You want to show that $$ \min\left({\sqrt[m]{n}, \sqrt[n]{m}}\right) \le \sqrt[3]{3}. $$ Raising both sides to the $(3mn)$-th power, we see that this is equivalent to $$ \min\left(m^{3m}, n^{3n}\right)\le 3^{mn}. $$ Assume with no loss of generality that $m \le n$; then $\min\left(m^{3m},n^{3n}\right)=m^{3m}$ and $3^{mn}\ge 3^{m^2}$. Because $ m^3 \le 3^m $ for all $m\ge 1$ (*), we have $$ m^{3m} =\left[m^3\right]^{m}\le \left[3^{m}\right]^{m} = 3^{m^2} \le 3^{mn}$$ and we're done.

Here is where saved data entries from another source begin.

mod common;

use hybrid_intent::prelude::*;

use common::{init_logger, travel_dataset};

async fn classifier(threshold: f64) -> IntentClassifier {
    init_logger();
    let config = ClassifierConfig {
        threshold,
        ..Default::default()
    };
    IntentClassifier::from_examples(config, travel_dataset(), None)
        .await
        .unwrap()
}

#[tokio::test]
async fn test_travel_end_to_end() {
    let mut classifier = classifier(0.30).await;

    let result = classifier.classify("How do I book a flight?").await.unwrap();
    assert_eq!(result.intent, "book_flight");
    assert_eq!(result.confidence.to_string(), "100.00%");

    let result = classifier.classify("xxxxxxxx?").await.unwrap();
    assert_eq!(result.intent, UNKNOWN_INTENT);
    assert_eq!(result.confidence.to_string(), "0.00%");

    let json = serde_json::to_string(&result).unwrap();
    assert_eq!(json, r#"{"intent":"unknown","confidence":"0.00%"}"#);
}

#[tokio::test]
async fn test_threshold_equality_matches() {
    let query = "book a flight for tomorrow";
    let mut probe = classifier(0.0).await;
    let result = probe.classify(query).await.unwrap();
    assert_eq!(result.intent, "book_flight");
    let similarity = result.confidence.score().unwrap();
    assert!(similarity > 0.0 && similarity < 1.0);

    let mut at_threshold = classifier(similarity).await;
    let result = at_threshold.classify(query).await.unwrap();
    assert_eq!(result.intent, "book_flight");

    let mut above_threshold = classifier(similarity + 1e-9).await;
    let result = above_threshold.classify(query).await.unwrap();
    assert_eq!(result.intent, UNKNOWN_INTENT);
    assert_eq!(result.confidence, Confidence::Score(similarity));
}

#[tokio::test]
async fn test_no_garbage_filter_on_lexical_path() {
    let mut classifier = classifier(0.30).await;
    let result = classifier.classify("zzz").await.unwrap();
    assert!(result.is_unknown());
    assert_eq!(result.confidence, Confidence::Score(0.0));
}

#[tokio::test]
async fn test_add_then_classify() {
    let mut classifier = classifier(0.30).await;
    assert!(classifier.add_intent("Cancel my reservation", "cancel").await.unwrap());
    assert_eq!(classifier.lexical_index().document_count(), 4);

    let result = classifier.classify("Cancel my reservation").await.unwrap();
    assert_eq!(result.intent, "cancel");
    assert_eq!(
        classifier.intents(),
        vec!["book_flight", "weather_query", "cancel"]
    );
}

#[tokio::test]
async fn test_remove_intent() {
    let mut classifier = classifier(0.30).await;
    let before = classifier.classify("I need to reserve a ticket").await.unwrap();
    assert_eq!(before.intent, "book_flight");

    assert_eq!(classifier.remove_intent("book_flight").await.unwrap(), 2);
    assert_eq!(classifier.dataset().len(), 1);
    assert_eq!(classifier.lexical_index().document_count(), 1);

    let after = classifier.classify("I need to reserve a ticket").await.unwrap();
    assert_eq!(after.intent, UNKNOWN_INTENT);
}

#[tokio::test]
async fn test_cache_survives_noop_mutations() {
    let mut classifier = classifier(0.30).await;
    classifier.classify("What's the weather like?").await.unwrap();
    classifier.classify("What's the weather like?").await.unwrap();
    assert_eq!(classifier.cache_len(), 1);

    classifier.remove_intent("no_such_intent").await.unwrap();
    classifier
        .add_intent("What's the weather like?", "weather_query")
        .await
        .unwrap();
    assert_eq!(classifier.cache_len(), 1);

    classifier.invalidate_cache();
    assert_eq!(classifier.cache_len(), 0);
}
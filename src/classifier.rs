//! Hybrid intent classification engine.
//!
//! An [`IntentClassifier`] owns the labeled dataset, a TF-IDF index over it,
//! a per-instance result cache and the [`Strategy`] selected at construction.
//! Queries are answered from the cache when possible; otherwise the strategy
//! computes the best `(intent, similarity)` pair and the result is cached
//! under the raw query string.
//!
//! # Examples
//!
//! ```
//! use hybrid_intent::classifier::IntentClassifier;
//! use hybrid_intent::classifier::config::ClassifierConfig;
//! use hybrid_intent::classifier::types::Example;
//!
//! # #[tokio::main]
//! # async fn main() -> hybrid_intent::error::Result<()> {
//! let config = ClassifierConfig {
//!     threshold: 0.3,
//!     ..Default::default()
//! };
//! let examples = vec![
//!     Example::new("How do I book a flight?", "book_flight"),
//!     Example::new("What's the weather like?", "weather_query"),
//! ];
//! let mut classifier = IntentClassifier::from_examples(config, examples, None).await?;
//!
//! let result = classifier.classify("How do I book a flight?").await?;
//! assert_eq!(result.intent, "book_flight");
//! assert_eq!(result.confidence.to_string(), "100.00%");
//! # Ok(())
//! # }
//! ```

use std::path::Path;
use std::sync::Arc;

use ahash::{AHashMap, AHashSet};
use log::{debug, info, warn};

use crate::analysis::analyzer::WordAnalyzer;
use crate::error::{IntentError, Result};
use crate::lexical::LexicalIndex;
use crate::storage::file::FileStorageConfig;
use crate::storage::memory::MemoryStorageConfig;
use crate::storage::{StorageConfig, StorageFactory};
use crate::store::{DatasetStore, EmbeddingStore, JsonStore};
use crate::vector_store::VectorStore;

pub mod bulk;
pub mod config;
pub mod mutation;
pub mod strategy;
pub mod types;

#[cfg(test)]
pub(crate) mod test_support;

use self::config::{ClassifierConfig, StrategyKind};
use self::strategy::{EmbeddingBackends, EmbeddingStrategy, EvalContext, LexicalStrategy, Strategy};
use self::types::{ClassificationResult, Example};

/// Persistence of a classifier's dataset and embeddings.
#[derive(Clone)]
pub struct ClassifierStores {
    /// Where the dataset is loaded from and persisted to.
    pub dataset: Arc<dyn DatasetStore>,
    /// Where embedding records are loaded from and persisted to.
    pub embeddings: Arc<dyn EmbeddingStore>,
}

impl std::fmt::Debug for ClassifierStores {
    fn fmt(&self, f: &mut std::fmt::Formatter<'_>) -> std::fmt::Result {
        f.debug_struct("ClassifierStores").finish_non_exhaustive()
    }
}

impl ClassifierStores {
    /// Bundle two stores.
    pub fn new(dataset: Arc<dyn DatasetStore>, embeddings: Arc<dyn EmbeddingStore>) -> Self {
        ClassifierStores {
            dataset,
            embeddings,
        }
    }

    /// JSON files inside a storage backend built from `config`.
    pub fn from_storage_config(config: StorageConfig) -> Result<Self> {
        let (dataset, embeddings) = JsonStore::pair(StorageFactory::create(config)?);
        Ok(Self::new(Arc::new(dataset), Arc::new(embeddings)))
    }

    /// JSON files under the directory `path`.
    pub fn in_directory<P: AsRef<Path>>(path: P) -> Result<Self> {
        Self::from_storage_config(StorageConfig::File(FileStorageConfig::new(path)))
    }

    /// Stores that live only as long as the process.
    pub fn in_memory() -> Self {
        let (dataset, embeddings) = JsonStore::pair_in_memory();
        Self::new(Arc::new(dataset), Arc::new(embeddings))
    }

    /// Stores at `config.store_location`, or in memory when unset.
    pub fn from_config(config: &ClassifierConfig) -> Result<Self> {
        let storage = match &config.store_location {
            Some(path) => StorageConfig::File(FileStorageConfig::new(path)),
            None => StorageConfig::Memory(MemoryStorageConfig::default()),
        };
        Self::from_storage_config(storage)
    }
}

/// Classifier over a mutable dataset of labeled examples.
pub struct IntentClassifier {
    config: ClassifierConfig,
    dataset: Vec<Example>,
    lexical: LexicalIndex,
    cache: AHashMap<String, ClassificationResult>,
    strategy: Strategy,
    dataset_store: Arc<dyn DatasetStore>,
}

impl std::fmt::Debug for IntentClassifier {
    fn fmt(&self, f: &mut std::fmt::Formatter<'_>) -> std::fmt::Result {
        f.debug_struct("IntentClassifier")
            .field("strategy", &self.strategy)
            .field("examples", &self.dataset.len())
            .field("lexical", &self.lexical)
            .field("cached", &self.cache.len())
            .finish()
    }
}
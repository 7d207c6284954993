//! Error types for the hybrid-intent library.
//!
//! All fallible operations return [`Result`], whose error side is the
//! [`IntentError`] enum. Low classification confidence is never an error: it
//! is reported as an `"unknown"` result.
//!
//! # Examples
//!
//! ```
//! use hybrid_intent::error::{IntentError, Result};
//!
//! fn add(text: &str) -> Result<()> {
//!     if text.is_empty() {
//!         return Err(IntentError::invalid_argument("text must not be empty"));
//!     }
//!     Ok(())
//! }
//!
//! assert!(add("").is_err());
//! ```

use std::io;

use thiserror::Error;

/// The main error type for classification, mutation and persistence.
#[derive(Error, Debug)]
pub enum IntentError {
    /// I/O errors (file operations, network, etc.)
    #[error("I/O error: {0}")]
    Io(#[from] io::Error),

    /// A caller supplied an invalid argument (e.g. an empty intent label).
    #[error("Invalid argument: {0}")]
    InvalidArgument(String),

    /// Invalid configuration values.
    #[error("Invalid configuration: {0}")]
    InvalidConfig(String),

    /// The embedding provider failed (transport, quota, malformed response).
    #[error("Embedding provider error: {0}")]
    Provider(String),

    /// The query validator could not produce an answer.
    #[error("Query validator unavailable: {0}")]
    ValidatorUnavailable(String),

    /// An external call exceeded its time budget.
    #[error("Timeout: {0}")]
    Timeout(String),

    /// Embedding vectors with inconsistent dimensionality.
    #[error("Dimension mismatch: expected {expected}, got {actual}")]
    DimensionMismatch {
        /// Dimension of the vectors already stored.
        expected: usize,
        /// Dimension of the rejected vector.
        actual: usize,
    },

    /// Storage-related errors
    #[error("Storage error: {0}")]
    Storage(String),

    /// JSON serialization/deserialization errors
    #[error("JSON error: {0}")]
    Json(#[from] serde_json::Error),

    /// Generic error for other cases
    #[error("Error: {0}")]
    Other(String),

    /// Generic anyhow error
    #[error("Anyhow error: {0}")]
    Anyhow(#[from] anyhow::Error),
}

/// Result type alias for operations that may fail with IntentError.
pub type Result<T> = std::result::Result<T, IntentError>;

impl IntentError {
    /// Create a new invalid argument error.
    pub fn invalid_argument<S: Into<String>>(msg: S) -> Self {
        IntentError::InvalidArgument(msg.into())
    }

    /// Create a new invalid config error.
    pub fn invalid_config<S: Into<String>>(msg: S) -> Self {
        IntentError::InvalidConfig(msg.into())
    }

    /// Create a new provider error.
    pub fn provider<S: Into<String>>(msg: S) -> Self {
        IntentError::Provider(msg.into())
    }

    /// Create a new validator unavailable error.
    pub fn validator_unavailable<S: Into<String>>(msg: S) -> Self {
        IntentError::ValidatorUnavailable(msg.into())
    }

    /// Create a new timeout error.
    pub fn timeout<S: Into<String>>(msg: S) -> Self {
        IntentError::Timeout(msg.into())
    }

    /// Create a new storage error.
    pub fn storage<S: Into<String>>(msg: S) -> Self {
        IntentError::Storage(msg.into())
    }

    /// Create a new generic error.
    pub fn other<S: Into<String>>(msg: S) -> Self {
        IntentError::Other(msg.into())
    }

    /// Whether retrying the failed call could plausibly succeed.
    pub fn is_transient(&self) -> bool {
        matches!(
            self,
            IntentError::Provider(_)
                | IntentError::ValidatorUnavailable(_)
                | IntentError::Timeout(_)
                | IntentError::Io(_)
        )
    }
}
//! Two-stage garbage gate in front of the embedding strategy.
//!
//! 1. A query without any vowel (`aeiou`, case-insensitive) is rejected
//!    locally, without calling anything.
//! 2. Otherwise the [`QueryValidator`] decides. A validator error or timeout
//!    counts as a rejection and is only logged.

use std::sync::Arc;

use log::{debug, warn};

use crate::retry::CallPolicy;
use crate::validation::QueryValidator;

/// Outcome of [`GarbageFilter::check`].
#[derive(Debug, Clone, Copy, PartialEq, Eq)]
pub enum GarbageVerdict {
    /// The query may be classified.
    Accept,
    /// The query contains no vowel.
    RejectNoVowel,
    /// The validator judged the query incoherent.
    RejectIncoherent,
    /// The validator failed; the query is rejected.
    RejectValidatorError,
}

impl GarbageVerdict {
    /// Whether the query must not be classified.
    pub fn is_rejected(&self) -> bool {
        !matches!(self, GarbageVerdict::Accept)
    }
}

/// Whether `text` contains at least one of `aeiou`, in any case.
pub fn has_vowel(text: &str) -> bool {
    text.chars()
        .any(|c| matches!(c.to_ascii_lowercase(), 'a' | 'e' | 'i' | 'o' | 'u'))
}

/// Fail-closed garbage gate.
#[derive(Clone)]
pub struct GarbageFilter {
    validator: Arc<dyn QueryValidator>,
    policy: CallPolicy,
}

impl std::fmt::Debug for GarbageFilter {
    fn fmt(&self, f: &mut std::fmt::Formatter<'_>) -> std::fmt::Result {
        f.debug_struct("GarbageFilter")
            .field("validator", &self.validator.name())
            .field("policy", &self.policy)
            .finish()
    }
}

impl GarbageFilter {
    /// Create a filter asking `validator`, each call bounded by `policy`.
    pub fn new(validator: Arc<dyn QueryValidator>, policy: CallPolicy) -> Self {
        GarbageFilter { validator, policy }
    }

    /// Run both stages on `query`. Never fails.
    pub async fn check(&self, query: &str) -> GarbageVerdict {
        if !has_vowel(query) {
            debug!("Rejected query without vowels: {query:?}");
            return GarbageVerdict::RejectNoVowel;
        }

        let validator = &self.validator;
        match self
            .policy
            .run("query validation", move || validator.validate(query))
            .await
        {
            Ok(true) => GarbageVerdict::Accept,
            Ok(false) => {
                debug!("Validator {} rejected query {query:?}", validator.name());
                GarbageVerdict::RejectIncoherent
            }
            Err(e) => {
                warn!(
                    "Validator {} failed, rejecting query {query:?}: {e}",
                    validator.name()
                );
                GarbageVerdict::RejectValidatorError
            }
        }
    }
}

#[cfg(test)]
mod tests {
    use super::*;
    use std::sync::atomic::{AtomicUsize, Ordering};
    use std::time::Duration;

    use async_trait::async_trait;

    use crate::error::{IntentError, Result};

    enum Answer {
        Valid,
        Invalid,
        Fail,
        Hang,
    }

    struct Scripted {
        answer: Answer,
        calls: AtomicUsize,
    }

    impl Scripted {
        fn new(answer: Answer) -> Arc<Self> {
            Arc::new(Scripted {
                answer,
                calls: AtomicUsize::new(0),
            })
        }
    }

    #[async_trait]
    impl QueryValidator for Scripted {
        async fn validate(&self, _query: &str) -> Result<bool> {
            self.calls.fetch_add(1, Ordering::SeqCst);
            match self.answer {
                Answer::Valid => Ok(true),
                Answer::Invalid => Ok(false),
                Answer::Fail => Err(IntentError::validator_unavailable("down")),
                Answer::Hang => {
                    tokio::time::sleep(Duration::from_secs(5)).await;
                    Ok(true)
                }
            }
        }
    }

    fn filter(validator: Arc<Scripted>) -> GarbageFilter {
        let policy = CallPolicy {
            timeout: Some(Duration::from_millis(50)),
            ..CallPolicy::default()
        };
        GarbageFilter::new(validator, policy)
    }

    #[test]
    fn test_has_vowel() {
        assert!(has_vowel("book a flight"));
        assert!(has_vowel("XYZA"));
        assert!(!has_vowel("xyz qrst"));
        assert!(!has_vowel(""));
        assert!(!has_vowel("123 ?!"));
    }

    #[tokio::test]
    async fn test_no_vowel_skips_validator() {
        let validator = Scripted::new(Answer::Valid);
        let verdict = filter(validator.clone()).check("zzzz").await;
        assert_eq!(verdict, GarbageVerdict::RejectNoVowel);
        assert_eq!(validator.calls.load(Ordering::SeqCst), 0);
    }

    #[tokio::test]
    async fn test_validator_decides() {
        let valid = Scripted::new(Answer::Valid);
        assert_eq!(
            filter(valid.clone()).check("book a flight").await,
            GarbageVerdict::Accept
        );
        assert_eq!(valid.calls.load(Ordering::SeqCst), 1);

        let invalid = Scripted::new(Answer::Invalid);
        let verdict = filter(invalid).check("asdf qwer").await;
        assert_eq!(verdict, GarbageVerdict::RejectIncoherent);
        assert!(verdict.is_rejected());
    }

    #[tokio::test]
    async fn test_fails_closed() {
        let failing = Scripted::new(Answer::Fail);
        assert_eq!(
            filter(failing).check("book a flight").await,
            GarbageVerdict::RejectValidatorError
        );

        let hanging = Scripted::new(Answer::Hang);
        assert_eq!(
            filter(hanging).check("book a flight").await,
            GarbageVerdict::RejectValidatorError
        );
    }
}
//! Timeout and retry policy for calls to external collaborators.
//!
//! Every embedding or validation request runs under a [`CallPolicy`]: the call
//! is bounded by `timeout`, and transient failures (see
//! [`IntentError::is_transient`]) are retried up to `max_retries` times with
//! exponential backoff plus jitter. With `max_retries == 0` a call is made
//! exactly once.

use std::future::Future;
use std::time::Duration;

use log::warn;
use rand::Rng;

use crate::error::{IntentError, Result};

/// Upper bound for a single backoff sleep.
const MAX_BACKOFF: Duration = Duration::from_secs(30);

/// How external calls are bounded and retried.
#[derive(Debug, Clone, Copy, PartialEq, Eq)]
pub struct CallPolicy {
    /// Time budget of one attempt; `None` waits indefinitely.
    pub timeout: Option<Duration>,
    /// Additional attempts after the first failure.
    pub max_retries: u32,
    /// Base delay before the first retry, doubled on every further retry.
    pub backoff: Duration,
}

impl Default for CallPolicy {
    fn default() -> Self {
        CallPolicy {
            timeout: Some(Duration::from_secs(30)),
            max_retries: 0,
            backoff: Duration::from_millis(200),
        }
    }
}

impl CallPolicy {
    /// A policy that never times out and never retries.
    pub fn unbounded() -> Self {
        CallPolicy {
            timeout: None,
            max_retries: 0,
            backoff: Duration::ZERO,
        }
    }

    /// Run `op` under this policy. `what` names the call in logs and errors.
    pub async fn run<T, F, Fut>(&self, what: &str, mut op: F) -> Result<T>
    where
        F: FnMut() -> Fut,
        Fut: Future<Output = Result<T>>,
    {
        let mut attempt = 0u32;
        loop {
            let outcome = match self.timeout {
                Some(limit) => match tokio::time::timeout(limit, op()).await {
                    Ok(outcome) => outcome,
                    Err(_) => Err(IntentError::timeout(format!(
                        "{what} did not complete within {limit:?}"
                    ))),
                },
                None => op().await,
            };

            match outcome {
                Ok(value) => return Ok(value),
                Err(e) if e.is_transient() && attempt < self.max_retries => {
                    let delay = self.delay_for(attempt);
                    attempt += 1;
                    warn!(
                        "{what} failed (attempt {attempt}/{}): {e}; retrying in {delay:?}",
                        self.max_retries + 1
                    );
                    tokio::time::sleep(delay).await;
                }
                Err(e) => return Err(e),
            }
        }
    }

    /// `backoff * 2^attempt` plus up to one `backoff` of jitter, capped.
    fn delay_for(&self, attempt: u32) -> Duration {
        if self.backoff.is_zero() {
            return Duration::ZERO;
        }
        let exponential = self
            .backoff
            .saturating_mul(2u32.saturating_pow(attempt.min(16)));
        let base_ms = self.backoff.as_millis().min(u64::MAX as u128) as u64;
        let jitter = Duration::from_millis(rand::rng().random_range(0..=base_ms));
        exponential.saturating_add(jitter).min(MAX_BACKOFF)
    }
}
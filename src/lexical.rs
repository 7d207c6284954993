//! TF-IDF lexical index over the example utterances.
//!
//! The index keeps the term ordering and the document frequency of every
//! term. IDF weights are derived on demand, so a
//! vector returned by [`LexicalIndex::vectorize`] is only comparable with
//! vectors produced against the same corpus state. Callers must not cache
//! document vectors across mutations.
//!
//! Documents can be appended one at a time; there is no incremental removal,
//! use [`LexicalIndex::rebuild`] instead.

use std::sync::Arc;

use ahash::{AHashMap, AHashSet};

use crate::analysis::analyzer::{Analyzer, WordAnalyzer};
use crate::error::Result;

/// TF-IDF model over an ordered corpus.
pub struct LexicalIndex {
    /// Term -> position in the term ordering (first appearance order).
    vocabulary: AHashMap<String, usize>,
    /// Number of documents containing each term, indexed like `vocabulary`.
    document_frequency: Vec<usize>,
    /// Number of documents added since the last rebuild.
    n_documents: usize,
    /// Analyzer for tokenization.
    analyzer: Arc<dyn Analyzer>,
}

impl std::fmt::Debug for LexicalIndex {
    fn fmt(&self, f: &mut std::fmt::Formatter<'_>) -> std::fmt::Result {
        f.debug_struct("LexicalIndex")
            .field("vocabulary_size", &self.vocabulary.len())
            .field("n_documents", &self.n_documents)
            .field("analyzer", &self.analyzer.name())
            .finish()
    }
}

impl Default for LexicalIndex {
    fn default() -> Self {
        Self::new(Arc::new(WordAnalyzer::new()))
    }
}

impl LexicalIndex {
    /// Create an empty index with the specified analyzer.
    pub fn new(analyzer: Arc<dyn Analyzer>) -> Self {
        Self {
            vocabulary: AHashMap::new(),
            document_frequency: Vec::new(),
            n_documents: 0,
            analyzer,
        }
    }

    /// Build an index over `documents`, in order.
    pub fn from_documents<I, S>(analyzer: Arc<dyn Analyzer>, documents: I) -> Result<Self>
    where
        I: IntoIterator<Item = S>,
        S: AsRef<str>,
    {
        let mut index = Self::new(analyzer);
        for doc in documents {
            index.add_document(doc.as_ref())?;
        }
        Ok(index)
    }

    /// Append one document to the corpus.
    pub fn add_document(&mut self, text: &str) -> Result<()> {
        let mut seen = AHashSet::new();
        for term in self.analyzer.terms(text)? {
            if !seen.insert(term.clone()) {
                continue;
            }
            match self.vocabulary.get(&term) {
                Some(&idx) => self.document_frequency[idx] += 1,
                None => {
                    self.vocabulary.insert(term, self.document_frequency.len());
                    self.document_frequency.push(1);
                }
            }
        }
        self.n_documents += 1;

        Ok(())
    }

    /// Clear the corpus and re-add every document in order.
    pub fn rebuild<I, S>(&mut self, documents: I) -> Result<()>
    where
        I: IntoIterator<Item = S>,
        S: AsRef<str>,
    {
        self.vocabulary.clear();
        self.document_frequency.clear();
        self.n_documents = 0;

        for doc in documents {
            self.add_document(doc.as_ref())?;
        }

        Ok(())
    }

    /// Transform a text into its TF-IDF vector over the current term ordering.
    ///
    /// Terms unknown to the corpus are ignored, so a text sharing no term with
    /// the corpus maps to the zero vector.
    pub fn vectorize(&self, text: &str) -> Result<Vec<f64>> {
        let tokens = self.analyzer.terms(text)?;
        let mut tf = vec![0.0; self.vocabulary.len()];

        for token in &tokens {
            if let Some(&idx) = self.vocabulary.get(token) {
                tf[idx] += 1.0;
            }
        }

        let doc_length = tokens.len() as f64;
        if doc_length > 0.0 {
            for count in &mut tf {
                *count /= doc_length;
            }
        }

        for (idx, weight) in tf.iter_mut().enumerate() {
            *weight *= self.idf(idx);
        }

        Ok(tf)
    }

    /// Smoothed inverse document frequency: `ln((N + 1) / (df + 1)) + 1`.
    fn idf(&self, idx: usize) -> f64 {
        let df = self.document_frequency[idx] as f64;
        ((self.n_documents as f64 + 1.0) / (df + 1.0)).ln() + 1.0
    }

    /// Number of documents in the corpus.
    pub fn document_count(&self) -> usize {
        self.n_documents
    }

    /// Get the size of the vocabulary.
    pub fn vocabulary_size(&self) -> usize {
        self.vocabulary.len()
    }

    /// Whether the corpus is empty.
    pub fn is_empty(&self) -> bool {
        self.n_documents == 0
    }

    /// The analyzer used to extract terms.
    pub fn analyzer(&self) -> &Arc<dyn Analyzer> {
        &self.analyzer
    }
}
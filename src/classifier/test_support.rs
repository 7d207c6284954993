//! Scripted collaborators for unit tests.

use std::sync::Arc;
use std::sync::atomic::{AtomicUsize, Ordering};

use ahash::AHashSet;
use async_trait::async_trait;
use parking_lot::Mutex;

use crate::classifier::strategy::EmbeddingBackends;
use crate::embedding::EmbeddingProvider;
use crate::error::{IntentError, Result};
use crate::similarity::token_set;
use crate::validation::QueryValidator;

/// Bag-of-words hashing embedder with call counters and injectable failures.
pub struct ScriptedProvider {
    dimension: AtomicUsize,
    failing: Mutex<AHashSet<String>>,
    batch_calls: AtomicUsize,
    texts_embedded: AtomicUsize,
}

impl ScriptedProvider {
    pub fn new() -> Arc<Self> {
        Arc::new(ScriptedProvider {
            dimension: AtomicUsize::new(8),
            failing: Mutex::new(AHashSet::new()),
            batch_calls: AtomicUsize::new(0),
            texts_embedded: AtomicUsize::new(0),
        })
    }

    /// Fail every request containing `text`.
    pub fn fail_on(&self, text: &str) {
        self.failing.lock().insert(text.to_string());
    }

    pub fn set_dimension(&self, dimension: usize) {
        self.dimension.store(dimension, Ordering::SeqCst);
    }

    pub fn batch_calls(&self) -> usize {
        self.batch_calls.load(Ordering::SeqCst)
    }

    pub fn texts_embedded(&self) -> usize {
        self.texts_embedded.load(Ordering::SeqCst)
    }

    fn vector(&self, text: &str) -> Vec<f32> {
        let dimension = self.dimension.load(Ordering::SeqCst);
        let mut vector = vec![0.0f32; dimension];
        for token in token_set(text) {
            let bucket = token.bytes().map(usize::from).sum::<usize>() % dimension;
            vector[bucket] += 1.0;
        }
        vector
    }
}

#[async_trait]
impl EmbeddingProvider for ScriptedProvider {
    async fn embed_batch(&self, texts: &[&str]) -> Result<Vec<Vec<f32>>> {
        self.batch_calls.fetch_add(1, Ordering::SeqCst);
        {
            let failing = self.failing.lock();
            if let Some(text) = texts.iter().find(|text| failing.contains(**text)) {
                return Err(IntentError::provider(format!("scripted failure on {text:?}")));
            }
        }
        self.texts_embedded.fetch_add(texts.len(), Ordering::SeqCst);
        Ok(texts.iter().map(|text| self.vector(text)).collect())
    }

    fn name(&self) -> &str {
        "scripted"
    }
}

/// Validator with a fixed answer and a call counter.
pub struct ScriptedValidator {
    answer: Option<bool>,
    calls: AtomicUsize,
}

impl ScriptedValidator {
    pub fn accepting() -> Arc<Self> {
        Self::with_answer(Some(true))
    }

    pub fn rejecting() -> Arc<Self> {
        Self::with_answer(Some(false))
    }

    pub fn failing() -> Arc<Self> {
        Self::with_answer(None)
    }

    fn with_answer(answer: Option<bool>) -> Arc<Self> {
        Arc::new(ScriptedValidator {
            answer,
            calls: AtomicUsize::new(0),
        })
    }

    pub fn calls(&self) -> usize {
        self.calls.load(Ordering::SeqCst)
    }
}

#[async_trait]
impl QueryValidator for ScriptedValidator {
    async fn validate(&self, _query: &str) -> Result<bool> {
        self.calls.fetch_add(1, Ordering::SeqCst);
        self.answer
            .ok_or_else(|| IntentError::validator_unavailable("scripted outage"))
    }
}

pub fn backends(
    provider: &Arc<ScriptedProvider>,
    validator: &Arc<ScriptedValidator>,
) -> EmbeddingBackends {
    EmbeddingBackends::new(provider.clone(), validator.clone())
}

(*) The proof that $m^3 \le 3^m$ for all $m \ge 1$ is by induction: it holds for $m=1,2,3$ by direct inspection, and in going from $m$ to $m+1$ for $m\ge 3$, the right-hand side is multiplied by $3$, while the left-hand side is multiplied by $$\frac{(m+1)^3}{m^3}=1+\frac{3}{m}+\frac{3}{m^2}+\frac{1}{m^3} \le 1+\frac{3}{3}+\frac{3}{3^2}+\frac{1}{3^3}<3.$$

Solution 2:

Strictly speaking, it fails for $m=n=3$ unless you make your $\lt$ into $\le$. If you prove it for $n=m$, you can argue that for $n \gt m, \sqrt[n]m \lt \sqrt[m]m$, so you only need to worry about equality. Using calculus, you can show that $\sqrt[x]x$ is decreasing for $x \gt 3$ and you are there.